The files at the BPDA are filled with them dating back decades and gathering virtual and actual dust, from a “watersheet activation plan” for transforming murky Fort Point channel into a paradise for kayakers and floating cultural exhibitions – still waiting for that miracle to happen – to endless iterations on the future of Fan Pier, often bearing little resemblance to the rather humdrum design that finally prevailed.
Rough Justice on Dot Ave.
There’s also predictably – surprise, surprise – a gentrification angle here.
It may be no coincidence the BPDA was discussing ways to make this stretch of Dorchester Avenue more conducive to pedestrians and cyclists just before the pandemic shut down discussions.
While some level of luxury development here is probably inevitable, nixing plans for an Amazon delivery center is akin to throwing gas on the flames.
That’s basically rolling out the welcome mat to all the folks who can afford the sky-high rents and condo prices to live in his new, emerging neighborhood, while shutting the door on some badly needed blue collar jobs.
No, these aren’t good union jobs – not by a longshot. Working at an Amazon warehouse – or busting your butt as a contract delivery driver – are hard gigs. Brutal gigs, really.
The old factory jobs of the glory days of the 1960s and ’70s are long gone.
But these Amazon are the jobs that are here right now, jobs that pay something like a living wage, jobs that people, in a hard and unforgiving economy rely upon to pay the bills and keep their heads above water.
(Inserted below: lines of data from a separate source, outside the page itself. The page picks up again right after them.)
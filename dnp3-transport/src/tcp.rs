//! TCP transport implementation

use crate::stream::{ByteStream, Transport};
use async_trait::async_trait;
use dnp3_core::{LinkError, LinkResult};
use std::net::SocketAddr;
use std::time::Duration;
use tokio::io::{AsyncReadExt, AsyncWriteExt};
use tokio::net::TcpStream;

/// TCP transport settings
#[derive(Debug, Clone)]
pub struct TcpSettings {
    pub address: SocketAddr,
    pub connect_timeout: Option<Duration>,
}

impl TcpSettings {
    /// Create new TCP settings with a 30 second connect timeout
    pub fn new(address: SocketAddr) -> Self {
        Self {
            address,
            connect_timeout: Some(Duration::from_secs(30)),
        }
    }

    /// Create TCP settings with an explicit connect timeout
    pub fn with_connect_timeout(address: SocketAddr, timeout: Duration) -> Self {
        Self {
            address,
            connect_timeout: Some(timeout),
        }
    }
}

/// TCP transport
#[derive(Debug)]
pub struct TcpTransport {
    stream: Option<TcpStream>,
    settings: TcpSettings,
    closed: bool,
}

impl TcpTransport {
    /// Create a new, unopened TCP transport
    pub fn new(settings: TcpSettings) -> Self {
        Self {
            stream: None,
            settings,
            closed: true,
        }
    }

    /// Create a TCP transport from an address string
    pub fn from_address(address: &str) -> LinkResult<Self> {
        let addr: SocketAddr = address
            .parse()
            .map_err(|e| LinkError::InvalidData(format!("Invalid TCP address: {}", e)))?;
        Ok(Self::new(TcpSettings::new(addr)))
    }

    /// Create a TCP transport from an already-connected stream (server side)
    pub fn from_connected_stream(stream: TcpStream) -> Self {
        let address = stream
            .peer_addr()
            .unwrap_or_else(|_| SocketAddr::from(([0, 0, 0, 0], 0)));
        Self {
            stream: Some(stream),
            settings: TcpSettings {
                address,
                connect_timeout: None,
            },
            closed: false,
        }
    }

    fn stream_mut(&mut self) -> LinkResult<&mut TcpStream> {
        self.stream.as_mut().ok_or_else(|| {
            LinkError::Io(std::io::Error::new(
                std::io::ErrorKind::NotConnected,
                "TCP stream not connected",
            ))
        })
    }
}

#[async_trait]
impl Transport for TcpTransport {
    async fn open(&mut self) -> LinkResult<()> {
        if !self.closed {
            return Err(LinkError::Io(std::io::Error::new(
                std::io::ErrorKind::InvalidInput,
                "Connection has already been opened",
            )));
        }

        let stream = if let Some(timeout) = self.settings.connect_timeout {
            tokio::time::timeout(timeout, TcpStream::connect(self.settings.address))
                .await
                .map_err(|_| LinkError::Timeout)??
        } else {
            TcpStream::connect(self.settings.address).await?
        };

        self.stream = Some(stream);
        self.closed = false;
        Ok(())
    }
}

#[async_trait]
impl ByteStream for TcpTransport {
    async fn read(&mut self, buf: &mut [u8]) -> LinkResult<usize> {
        let stream = self.stream_mut()?;
        match stream.read(buf).await {
            Ok(0) => {
                self.closed = true;
                Ok(0)
            }
            Ok(n) => Ok(n),
            Err(e) => {
                self.closed = true;
                Err(e.into())
            }
        }
    }

    async fn write(&mut self, buf: &[u8]) -> LinkResult<usize> {
        let stream = self.stream_mut()?;
        Ok(stream.write(buf).await?)
    }

    async fn flush(&mut self) -> LinkResult<()> {
        let stream = self.stream_mut()?;
        Ok(stream.flush().await?)
    }

    fn is_closed(&self) -> bool {
        self.closed
    }

    async fn close(&mut self) -> LinkResult<()> {
        if let Some(mut stream) = self.stream.take() {
            let _ = stream.shutdown().await;
        }
        self.closed = true;
        Ok(())
    }
}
And there is a little rough justice in forcing affluent the renters and young professionals that will be filling all those new Plan Dot Ave apartments to put up with a little extra traffic and noise from all those Amazon vans serving their every whim and driven by the real folks that make the modern service economy tick.
With its decision, the BPDA is effectively forcing Amazon to find another location out of sight of the neighborhood’s potential new luxury towers. In fact, the agency is so committed to maintaining the purity of its beloved plan, that it is prepared to turn down hundreds of new jobs amid the worst downturn since the Great Depression.
Sorry, but that sounds like really bad planning to me.